> _What the task requires_
Copy word for word the lines from the start of the records through the line that contains "pub fn ensure_available(&self)", both included.

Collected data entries
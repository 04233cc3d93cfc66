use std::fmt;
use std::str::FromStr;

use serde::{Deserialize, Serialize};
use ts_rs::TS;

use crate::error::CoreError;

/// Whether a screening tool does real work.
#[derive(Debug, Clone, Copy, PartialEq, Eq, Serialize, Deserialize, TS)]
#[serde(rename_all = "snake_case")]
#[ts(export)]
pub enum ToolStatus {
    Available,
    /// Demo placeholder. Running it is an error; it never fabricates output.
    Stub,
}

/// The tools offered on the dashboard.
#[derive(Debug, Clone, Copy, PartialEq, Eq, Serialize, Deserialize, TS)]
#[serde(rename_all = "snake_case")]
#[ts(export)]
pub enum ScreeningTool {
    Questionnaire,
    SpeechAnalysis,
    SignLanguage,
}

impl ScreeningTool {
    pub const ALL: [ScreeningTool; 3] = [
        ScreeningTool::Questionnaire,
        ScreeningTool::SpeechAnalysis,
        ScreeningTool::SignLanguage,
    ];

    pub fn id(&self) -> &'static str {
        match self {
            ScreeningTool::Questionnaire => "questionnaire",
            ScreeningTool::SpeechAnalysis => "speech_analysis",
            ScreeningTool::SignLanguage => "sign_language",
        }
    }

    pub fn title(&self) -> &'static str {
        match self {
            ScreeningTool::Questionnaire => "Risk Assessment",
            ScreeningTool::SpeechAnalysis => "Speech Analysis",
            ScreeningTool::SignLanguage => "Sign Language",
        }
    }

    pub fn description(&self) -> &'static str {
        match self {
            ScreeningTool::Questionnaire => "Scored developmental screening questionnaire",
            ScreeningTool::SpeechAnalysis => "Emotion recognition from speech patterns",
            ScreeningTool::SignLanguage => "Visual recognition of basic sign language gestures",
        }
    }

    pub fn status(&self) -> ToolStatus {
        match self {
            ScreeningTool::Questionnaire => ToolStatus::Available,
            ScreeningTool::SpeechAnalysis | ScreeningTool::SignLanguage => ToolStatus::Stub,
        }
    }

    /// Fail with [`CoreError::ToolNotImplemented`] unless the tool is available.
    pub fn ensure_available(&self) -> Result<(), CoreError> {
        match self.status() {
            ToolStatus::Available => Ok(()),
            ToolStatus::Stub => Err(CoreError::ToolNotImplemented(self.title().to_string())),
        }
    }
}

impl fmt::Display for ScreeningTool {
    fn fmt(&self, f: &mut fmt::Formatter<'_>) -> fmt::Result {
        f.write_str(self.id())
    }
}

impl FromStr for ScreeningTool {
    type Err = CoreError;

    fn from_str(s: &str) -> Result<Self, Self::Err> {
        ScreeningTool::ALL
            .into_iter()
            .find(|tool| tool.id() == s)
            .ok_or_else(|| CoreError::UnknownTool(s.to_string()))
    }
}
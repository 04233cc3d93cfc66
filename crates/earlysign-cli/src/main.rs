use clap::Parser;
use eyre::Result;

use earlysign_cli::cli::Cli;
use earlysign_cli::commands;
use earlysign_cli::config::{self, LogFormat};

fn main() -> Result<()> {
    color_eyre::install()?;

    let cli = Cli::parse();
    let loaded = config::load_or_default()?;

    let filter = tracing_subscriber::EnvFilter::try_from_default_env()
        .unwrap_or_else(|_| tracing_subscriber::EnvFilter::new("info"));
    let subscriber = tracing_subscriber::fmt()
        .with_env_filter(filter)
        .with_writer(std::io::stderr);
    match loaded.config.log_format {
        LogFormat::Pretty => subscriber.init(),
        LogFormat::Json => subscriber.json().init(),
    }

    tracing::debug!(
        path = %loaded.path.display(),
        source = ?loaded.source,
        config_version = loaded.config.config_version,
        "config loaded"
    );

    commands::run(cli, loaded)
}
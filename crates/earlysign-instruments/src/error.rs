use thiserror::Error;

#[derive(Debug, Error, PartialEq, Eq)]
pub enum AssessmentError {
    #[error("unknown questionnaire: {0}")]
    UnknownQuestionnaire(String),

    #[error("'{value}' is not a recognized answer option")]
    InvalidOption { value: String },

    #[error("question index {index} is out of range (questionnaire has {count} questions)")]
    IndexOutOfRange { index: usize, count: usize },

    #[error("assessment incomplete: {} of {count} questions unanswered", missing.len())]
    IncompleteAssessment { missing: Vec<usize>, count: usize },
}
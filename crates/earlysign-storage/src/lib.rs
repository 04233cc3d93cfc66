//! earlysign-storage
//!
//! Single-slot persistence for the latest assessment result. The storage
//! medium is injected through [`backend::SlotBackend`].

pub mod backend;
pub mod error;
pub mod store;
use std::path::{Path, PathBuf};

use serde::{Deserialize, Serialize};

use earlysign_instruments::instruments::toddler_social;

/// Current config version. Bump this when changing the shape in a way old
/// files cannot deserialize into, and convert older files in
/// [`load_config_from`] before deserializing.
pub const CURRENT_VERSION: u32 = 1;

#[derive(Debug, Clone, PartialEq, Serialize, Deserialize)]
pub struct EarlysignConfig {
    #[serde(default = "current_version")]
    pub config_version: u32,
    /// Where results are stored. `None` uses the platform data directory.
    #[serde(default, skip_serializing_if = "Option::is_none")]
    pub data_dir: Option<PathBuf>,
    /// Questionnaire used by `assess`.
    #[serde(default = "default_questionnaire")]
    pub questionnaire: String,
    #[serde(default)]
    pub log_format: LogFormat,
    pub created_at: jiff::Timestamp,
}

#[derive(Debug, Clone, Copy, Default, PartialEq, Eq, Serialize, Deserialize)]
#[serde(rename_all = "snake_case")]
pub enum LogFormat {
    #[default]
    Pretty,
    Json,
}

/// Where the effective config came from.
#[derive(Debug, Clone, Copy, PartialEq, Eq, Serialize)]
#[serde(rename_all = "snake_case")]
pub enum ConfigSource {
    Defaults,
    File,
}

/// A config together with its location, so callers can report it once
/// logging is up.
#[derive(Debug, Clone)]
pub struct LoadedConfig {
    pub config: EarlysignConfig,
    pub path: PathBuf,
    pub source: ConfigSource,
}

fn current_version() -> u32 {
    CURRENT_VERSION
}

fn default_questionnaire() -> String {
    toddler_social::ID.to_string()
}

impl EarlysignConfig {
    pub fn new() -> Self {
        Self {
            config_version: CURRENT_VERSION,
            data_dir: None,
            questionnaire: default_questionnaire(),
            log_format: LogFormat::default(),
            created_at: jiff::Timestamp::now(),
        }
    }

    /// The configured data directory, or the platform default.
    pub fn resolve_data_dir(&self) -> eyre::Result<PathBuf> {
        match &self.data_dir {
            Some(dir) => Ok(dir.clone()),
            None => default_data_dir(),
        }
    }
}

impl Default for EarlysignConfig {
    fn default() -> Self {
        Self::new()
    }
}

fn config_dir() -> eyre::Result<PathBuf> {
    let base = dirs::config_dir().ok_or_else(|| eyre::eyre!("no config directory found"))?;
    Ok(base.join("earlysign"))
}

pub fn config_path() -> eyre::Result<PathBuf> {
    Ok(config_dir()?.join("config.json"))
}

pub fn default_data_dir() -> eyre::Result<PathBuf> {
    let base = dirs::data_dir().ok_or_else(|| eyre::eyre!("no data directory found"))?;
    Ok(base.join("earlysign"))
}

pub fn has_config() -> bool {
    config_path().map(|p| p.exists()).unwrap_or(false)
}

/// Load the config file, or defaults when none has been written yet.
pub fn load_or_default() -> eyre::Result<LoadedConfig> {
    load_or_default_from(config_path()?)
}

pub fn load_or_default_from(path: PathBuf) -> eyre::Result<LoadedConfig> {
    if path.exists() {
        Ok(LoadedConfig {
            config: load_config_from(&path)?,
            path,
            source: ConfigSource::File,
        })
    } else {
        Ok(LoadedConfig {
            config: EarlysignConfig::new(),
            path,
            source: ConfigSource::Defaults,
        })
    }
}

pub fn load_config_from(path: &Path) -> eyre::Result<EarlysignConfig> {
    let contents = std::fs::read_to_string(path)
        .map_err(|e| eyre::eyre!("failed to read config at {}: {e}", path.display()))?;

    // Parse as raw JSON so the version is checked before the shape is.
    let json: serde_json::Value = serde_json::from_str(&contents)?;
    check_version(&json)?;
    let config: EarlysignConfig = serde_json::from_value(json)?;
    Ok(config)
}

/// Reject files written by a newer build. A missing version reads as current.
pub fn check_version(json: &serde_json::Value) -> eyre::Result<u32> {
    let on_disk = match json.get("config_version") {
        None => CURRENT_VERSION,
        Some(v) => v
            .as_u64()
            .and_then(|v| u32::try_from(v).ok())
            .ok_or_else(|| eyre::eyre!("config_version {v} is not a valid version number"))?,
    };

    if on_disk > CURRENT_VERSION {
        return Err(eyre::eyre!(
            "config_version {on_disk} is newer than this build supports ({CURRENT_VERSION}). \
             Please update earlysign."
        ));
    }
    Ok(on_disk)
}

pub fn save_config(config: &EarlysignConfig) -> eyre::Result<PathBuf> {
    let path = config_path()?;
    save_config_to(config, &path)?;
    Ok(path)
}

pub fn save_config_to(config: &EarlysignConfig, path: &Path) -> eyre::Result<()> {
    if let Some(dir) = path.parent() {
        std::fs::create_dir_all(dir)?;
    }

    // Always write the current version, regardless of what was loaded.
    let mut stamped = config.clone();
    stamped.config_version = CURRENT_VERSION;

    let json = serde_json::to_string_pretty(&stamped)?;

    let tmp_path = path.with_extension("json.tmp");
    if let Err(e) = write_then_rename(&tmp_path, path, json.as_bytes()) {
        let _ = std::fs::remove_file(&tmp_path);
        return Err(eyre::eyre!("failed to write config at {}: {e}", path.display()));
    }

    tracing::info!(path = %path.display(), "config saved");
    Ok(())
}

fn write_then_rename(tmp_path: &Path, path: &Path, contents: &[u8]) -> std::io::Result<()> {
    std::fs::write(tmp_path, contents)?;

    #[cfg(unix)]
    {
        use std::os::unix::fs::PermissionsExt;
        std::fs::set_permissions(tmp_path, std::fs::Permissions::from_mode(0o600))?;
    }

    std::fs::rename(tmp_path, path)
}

> _Solution_
repository 04233cc3d93cfc66
use std::fmt;
use std::str::FromStr;

use serde::{Deserialize, Serialize};
use ts_rs::TS;

use crate::error::CoreError;

/// Whether a screening tool does real work.
#[derive(Debug, Clone, Copy, PartialEq, Eq, Serialize, Deserialize, TS)]
#[serde(rename_all = "snake_case")]
#[ts(export)]
pub enum ToolStatus {
    Available,
    /// Demo placeholder. Running it is an error; it never fabricates output.
    Stub,
}

/// The tools offered on the dashboard.
#[derive(Debug, Clone, Copy, PartialEq, Eq, Serialize, Deserialize, TS)]
#[serde(rename_all = "snake_case")]
#[ts(export)]
pub enum ScreeningTool {
    Questionnaire,
    SpeechAnalysis,
    SignLanguage,
}

impl ScreeningTool {
    pub const ALL: [ScreeningTool; 3] = [
        ScreeningTool::Questionnaire,
        ScreeningTool::SpeechAnalysis,
        ScreeningTool::SignLanguage,
    ];

    pub fn id(&self) -> &'static str {
        match self {
            ScreeningTool::Questionnaire => "questionnaire",
            ScreeningTool::SpeechAnalysis => "speech_analysis",
            ScreeningTool::SignLanguage => "sign_language",
        }
    }

    pub fn title(&self) -> &'static str {
        match self {
            ScreeningTool::Questionnaire => "Risk Assessment",
            ScreeningTool::SpeechAnalysis => "Speech Analysis",
            ScreeningTool::SignLanguage => "Sign Language",
        }
    }

    pub fn description(&self) -> &'static str {
        match self {
            ScreeningTool::Questionnaire => "Scored developmental screening questionnaire",
            ScreeningTool::SpeechAnalysis => "Emotion recognition from speech patterns",
            ScreeningTool::SignLanguage => "Visual recognition of basic sign language gestures",
        }
    }

    pub fn status(&self) -> ToolStatus {
        match self {
            ScreeningTool::Questionnaire => ToolStatus::Available,
            ScreeningTool::SpeechAnalysis | ScreeningTool::SignLanguage => ToolStatus::Stub,
        }
    }

    /// Fail with [`CoreError::ToolNotImplemented`] unless the tool is available.
    pub fn ensure_available(&self) -> Result<(), CoreError> {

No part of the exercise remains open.